▸ **What needs to be done**:
Write down every entry once more, exactly as it reads.

-------- Source information

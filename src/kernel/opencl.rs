//! OpenCL device-offload backend (feature-gated).
//!
//! The per-pixel search is expressed as an OpenCL kernel over a 2D global
//! work size; the host marshals the grayscale buffers in, enqueues the
//! dispatch and reads the map back. Kernel execution time comes from the
//! command queue's event profiling, not a host-side clock. Any device,
//! build or enqueue failure is fatal for the run; there is no fallback to
//! a CPU backend.

use crate::image::{DisparityMap, ImageView, OwnedImage};
use crate::kernel::{check_inputs, DisparityParams, ExecutionBackend};
use crate::trace::trace_event;
use crate::util::{StereoMatchError, StereoMatchResult};
use ocl::enums::ProfilingInfo;
use ocl::flags::CommandQueueProperties;
use ocl::{Buffer, Context, Device, Event, Kernel, MemFlags, Platform, Program, Queue};
use std::borrow::Cow;

/// The disparity search as an OpenCL kernel.
///
/// Mirrors the CPU routine operation for operation: truncated half-window
/// bounds, skip-aware sums with the fixed nominal divisor, and rejection
/// of non-finite scores so the `max_d` default survives degenerate
/// windows.
const ZNCC_KERNEL_SRC: &str = r#"
    __kernel void zncc_disparity(
                __global uchar const* const left,
                __global uchar const* const right,
                __global uchar* const out,
                int const w,
                int const h,
                int const win_w,
                int const win_h,
                int const min_d,
                int const max_d)
    {
        int const x = get_global_id(0);
        int const y = get_global_id(1);
        if (x >= w || y >= h) {
            return;
        }

        float const window_size = (float)(win_w * win_h);
        float max_corr = -1.0f;
        int best = max_d;

        for (int d = min_d; d < max_d; d++) {
            float left_sum = 0.0f;
            float right_sum = 0.0f;
            for (int wy = -win_h / 2; wy < win_h / 2; wy++) {
                for (int wx = -win_w / 2; wx < win_w / 2; wx++) {
                    if (y + wy < 0 || y + wy >= h || x + wx < 0 || x + wx >= w ||
                            x + wx - d < 0 || x + wx - d >= w) {
                        continue;
                    }
                    left_sum += left[(y + wy) * w + (x + wx)];
                    right_sum += right[(y + wy) * w + (x + wx - d)];
                }
            }
            float const left_mean = left_sum / window_size;
            float const right_mean = right_sum / window_size;

            float upper = 0.0f;
            float lower_left = 0.0f;
            float lower_right = 0.0f;
            for (int wy = -win_h / 2; wy < win_h / 2; wy++) {
                for (int wx = -win_w / 2; wx < win_w / 2; wx++) {
                    if (y + wy < 0 || y + wy >= h || x + wx < 0 || x + wx >= w ||
                            x + wx - d < 0 || x + wx - d >= w) {
                        continue;
                    }
                    float const left_diff = left[(y + wy) * w + (x + wx)] - left_mean;
                    float const right_diff = right[(y + wy) * w + (x + wx - d)] - right_mean;
                    lower_left += left_diff * left_diff;
                    lower_right += right_diff * right_diff;
                    upper += left_diff * right_diff;
                }
            }

            float const denom = sqrt(lower_left) * sqrt(lower_right);
            float const zncc = upper / denom;
            if (isfinite(zncc) && zncc > max_corr) {
                max_corr = zncc;
                best = d;
            }
        }

        out[y * w + x] = (uchar)abs(best);
    }
"#;

fn backend_err(err: impl std::fmt::Display) -> StereoMatchError {
    StereoMatchError::Backend {
        reason: err.to_string(),
    }
}

/// Enumerates available OpenCL platforms and their devices.
pub fn list_devices() -> StereoMatchResult<Vec<String>> {
    let mut entries = Vec::new();
    for platform in Platform::list() {
        let platform_name = platform.name().map_err(backend_err)?;
        for device in Device::list_all(platform).map_err(backend_err)? {
            let device_name = device.name().map_err(backend_err)?;
            entries.push(format!("{platform_name}: {device_name}"));
        }
    }
    Ok(entries)
}

/// Backend dispatching the disparity search to an OpenCL device.
pub struct DeviceOffloadBackend {
    device: Device,
    queue: Queue,
    program: Program,
}

impl DeviceOffloadBackend {
    /// Selects the first device of the default platform, builds the
    /// program and a profiling-enabled command queue.
    pub fn new() -> StereoMatchResult<Self> {
        let platform = Platform::default();
        let device = Device::first(platform).map_err(backend_err)?;
        let context = Context::builder()
            .platform(platform)
            .devices(device)
            .build()
            .map_err(backend_err)?;
        let queue = Queue::new(
            &context,
            device,
            Some(CommandQueueProperties::new().profiling()),
        )
        .map_err(backend_err)?;
        let program = Program::builder()
            .src(ZNCC_KERNEL_SRC)
            .devices(device)
            .build(&context)
            .map_err(backend_err)?;
        Ok(Self {
            device,
            queue,
            program,
        })
    }

    /// Returns the selected device's name.
    pub fn device_name(&self) -> String {
        self.device
            .name()
            .unwrap_or_else(|_| String::from("unknown device"))
    }
}

/// Returns the view's pixels as one contiguous row-major slice.
fn contiguous<'a>(view: ImageView<'a, u8>) -> Cow<'a, [u8]> {
    let len = view.width() * view.height();
    if view.stride() == view.width() {
        Cow::Borrowed(&view.as_slice()[..len])
    } else {
        let mut data = Vec::with_capacity(len);
        for y in 0..view.height() {
            data.extend_from_slice(view.row(y).expect("row within bounds"));
        }
        Cow::Owned(data)
    }
}

impl ExecutionBackend for DeviceOffloadBackend {
    fn name(&self) -> &'static str {
        "device_offload"
    }

    fn compute_disparity(
        &self,
        left: ImageView<'_, u8>,
        right: ImageView<'_, u8>,
        params: &DisparityParams,
    ) -> StereoMatchResult<DisparityMap> {
        let (width, height) = check_inputs(left, right, params)?;
        let len = width * height;

        let left_data = contiguous(left);
        let right_data = contiguous(right);

        let left_buf = Buffer::<u8>::builder()
            .queue(self.queue.clone())
            .flags(MemFlags::new().read_only())
            .len(len)
            .copy_host_slice(&left_data)
            .build()
            .map_err(backend_err)?;
        let right_buf = Buffer::<u8>::builder()
            .queue(self.queue.clone())
            .flags(MemFlags::new().read_only())
            .len(len)
            .copy_host_slice(&right_data)
            .build()
            .map_err(backend_err)?;
        let out_buf = Buffer::<u8>::builder()
            .queue(self.queue.clone())
            .flags(MemFlags::new().write_only())
            .len(len)
            .build()
            .map_err(backend_err)?;

        let kernel = Kernel::builder()
            .program(&self.program)
            .name("zncc_disparity")
            .queue(self.queue.clone())
            .global_work_size((width, height))
            .arg(&left_buf)
            .arg(&right_buf)
            .arg(&out_buf)
            .arg(width as i32)
            .arg(height as i32)
            .arg(params.window.width as i32)
            .arg(params.window.height as i32)
            .arg(params.range.min)
            .arg(params.range.max)
            .build()
            .map_err(backend_err)?;

        let mut event = Event::empty();
        unsafe {
            kernel
                .cmd()
                .enew(&mut event)
                .enq()
                .map_err(backend_err)?;
        }
        event.wait_for().map_err(backend_err)?;

        let started = event
            .profiling_info(ProfilingInfo::Start)
            .map_err(backend_err)?
            .time()
            .map_err(backend_err)?;
        let ended = event
            .profiling_info(ProfilingInfo::End)
            .map_err(backend_err)?
            .time()
            .map_err(backend_err)?;
        trace_event!(
            "device_dispatch_complete",
            kernel = "zncc_disparity",
            elapsed_ns = ended.saturating_sub(started)
        );

        let mut out = vec![0u8; len];
        out_buf.read(&mut out).enq().map_err(backend_err)?;
        OwnedImage::new(out, width, height)
    }
}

----------------

▸ **Solution for this exercise**:
filename src/kernel/opencl.rs
//! OpenCL device-offload backend (feature-gated).
//!
//! The per-pixel search is expressed as an OpenCL kernel over a 2D global
//! work size; the host marshals the grayscale buffers in, enqueues the
//! dispatch and reads the map back. Kernel execution time comes from the
//! command queue's event profiling, not a host-side clock. Any device,
//! build or enqueue failure is fatal for the run; there is no fallback to
//! a CPU backend.

use crate::image::{DisparityMap, ImageView, OwnedImage};
use crate::kernel::{check_inputs, DisparityParams, ExecutionBackend};
use crate::trace::trace_event;
use crate::util::{StereoMatchError, StereoMatchResult};
use ocl::enums::ProfilingInfo;
use ocl::flags::CommandQueueProperties;
use ocl::{Buffer, Context, Device, Event, Kernel, MemFlags, Platform, Program, Queue};
use std::borrow::Cow;

/// The disparity search as an OpenCL kernel.
///
/// Mirrors the CPU routine operation for operation: truncated half-window
/// bounds, skip-aware sums with the fixed nominal divisor, and rejection
/// of non-finite scores so the `max_d` default survives degenerate
/// windows.
const ZNCC_KERNEL_SRC: &str = r#"
    __kernel void zncc_disparity(
                __global uchar const* const left,
                __global uchar const* const right,
                __global uchar* const out,
                int const w,
                int const h,
                int const win_w,
                int const win_h,
                int const min_d,
                int const max_d)
    {
        int const x = get_global_id(0);
        int const y = get_global_id(1);
        if (x >= w || y >= h) {
            return;
        }

        float const window_size = (float)(win_w * win_h);
        float max_corr = -1.0f;
        int best = max_d;

        for (int d = min_d; d < max_d; d++) {
            float left_sum = 0.0f;
            float right_sum = 0.0f;
            for (int wy = -win_h / 2; wy < win_h / 2; wy++) {
                for (int wx = -win_w / 2; wx < win_w / 2; wx++) {
                    if (y + wy < 0 || y + wy >= h || x + wx < 0 || x + wx >= w ||
                            x + wx - d < 0 || x + wx - d >= w) {
                        continue;
                    }
                    left_sum += left[(y + wy) * w + (x + wx)];
                    right_sum += right[(y + wy) * w + (x + wx - d)];
                }
            }
            float const left_mean = left_sum / window_size;
            float const right_mean = right_sum / window_size;

            float upper = 0.0f;
            float lower_left = 0.0f;
            float lower_right = 0.0f;
            for (int wy = -win_h / 2; wy < win_h / 2; wy++) {
                for (int wx = -win_w / 2; wx < win_w / 2; wx++) {
                    if (y + wy < 0 || y + wy >= h || x + wx < 0 || x + wx >= w ||
                            x + wx - d < 0 || x + wx - d >= w) {
                        continue;
                    }
                    float const left_diff = left[(y + wy) * w + (x + wx)] - left_mean;
                    float const right_diff = right[(y + wy) * w + (x + wx - d)] - right_mean;
                    lower_left += left_diff * left_diff;
                    lower_right += right_diff * right_diff;
                    upper += left_diff * right_diff;
                }
            }

            float const denom = sqrt(lower_left) * sqrt(lower_right);
            float const zncc = upper / denom;
            if (isfinite(zncc) && zncc > max_corr) {
                max_corr = zncc;
                best = d;
            }
        }

        out[y * w + x] = (uchar)abs(best);
    }
"#;

fn backend_err(err: impl std::fmt::Display) -> StereoMatchError {
    StereoMatchError::Backend {
        reason: err.to_string(),
    }
}

/// Enumerates available OpenCL platforms and their devices.
pub fn list_devices() -> StereoMatchResult<Vec<String>> {
    let mut entries = Vec::new();
    for platform in Platform::list() {
        let platform_name = platform.name().map_err(backend_err)?;
        for device in Device::list_all(platform).map_err(backend_err)? {
            let device_name = device.name().map_err(backend_err)?;
            entries.push(format!("{platform_name}: {device_name}"));
        }
    }
    Ok(entries)
}

/// Backend dispatching the disparity search to an OpenCL device.
pub struct DeviceOffloadBackend {
    device: Device,
    queue: Queue,
    program: Program,
}

impl DeviceOffloadBackend {
    /// Selects the first device of the default platform, builds the
    /// program and a profiling-enabled command queue.
    pub fn new() -> StereoMatchResult<Self> {
        let platform = Platform::default();
        let device = Device::first(platform).map_err(backend_err)?;
        let context = Context::builder()
            .platform(platform)
            .devices(device)
            .build()
            .map_err(backend_err)?;
        let queue = Queue::new(
            &context,
            device,
            Some(CommandQueueProperties::new().profiling()),
        )
        .map_err(backend_err)?;
        let program = Program::builder()
            .src(ZNCC_KERNEL_SRC)
            .devices(device)
            .build(&context)
            .map_err(backend_err)?;
        Ok(Self {
            device,
            queue,
            program,
        })
    }

    /// Returns the selected device's name.
    pub fn device_name(&self) -> String {
        self.device
            .name()
            .unwrap_or_else(|_| String::from("unknown device"))
    }
}

/// Returns the view's pixels as one contiguous row-major slice.
fn contiguous<'a>(view: ImageView<'a, u8>) -> Cow<'a, [u8]> {
    let len = view.width() * view.height();
    if view.stride() == view.width() {
        Cow::Borrowed(&view.as_slice()[..len])
    } else {
        let mut data = Vec::with_capacity(len);
        for y in 0..view.height() {
            data.extend_from_slice(view.row(y).expect("row within bounds"));
        }
        Cow::Owned(data)
    }
}

impl ExecutionBackend for DeviceOffloadBackend {
    fn name(&self) -> &'static str {
        "device_offload"
    }

    fn compute_disparity(
        &self,
        left: ImageView<'_, u8>,
        right: ImageView<'_, u8>,
        params: &DisparityParams,
    ) -> StereoMatchResult<DisparityMap> {
        let (width, height) = check_inputs(left, right, params)?;
        let len = width * height;

        let left_data = contiguous(left);
        let right_data = contiguous(right);

        let left_buf = Buffer::<u8>::builder()
            .queue(self.queue.clone())
            .flags(MemFlags::new().read_only())
            .len(len)
            .copy_host_slice(&left_data)
            .build()
            .map_err(backend_err)?;
        let right_buf = Buffer::<u8>::builder()
            .queue(self.queue.clone())
            .flags(MemFlags::new().read_only())
            .len(len)
            .copy_host_slice(&right_data)
            .build()
            .map_err(backend_err)?;
        let out_buf = Buffer::<u8>::builder()
            .queue(self.queue.clone())
            .flags(MemFlags::new().write_only())
            .len(len)
            .build()
            .map_err(backend_err)?;

        let kernel = Kernel::builder()
            .program(&self.program)
            .name("zncc_disparity")
            .queue(self.queue.clone())
            .global_work_size((width, height))
            .arg(&left_buf)
            .arg(&right_buf)
            .arg(&out_buf)
            .arg(width as i32)
            .arg(height as i32)
            .arg(params.window.width as i32)
            .arg(params.window.height as i32)
            .arg(params.range.min)
            .arg(params.range.max)
            .build()
            .map_err(backend_err)?;

        let mut event = Event::empty();
        unsafe {
            kernel
                .cmd()
                .enew(&mut event)
                .enq()
                .map_err(backend_err)?;
        }
        event.wait_for().map_err(backend_err)?;

        let started = event
            .profiling_info(ProfilingInfo::Start)
            .map_err(backend_err)?
            .time()
            .map_err(backend_err)?;
        let ended = event
            .profiling_info(ProfilingInfo::End)
            .map_err(backend_err)?
            .time()
            .map_err(backend_err)?;
        trace_event!(
            "device_dispatch_complete",
            kernel = "zncc_disparity",
            elapsed_ns = ended.saturating_sub(started)
        );

        let mut out = vec![0u8; len];
        out_buf.read(&mut out).enq().map_err(backend_err)?;
        OwnedImage::new(out, width, height)
    }
}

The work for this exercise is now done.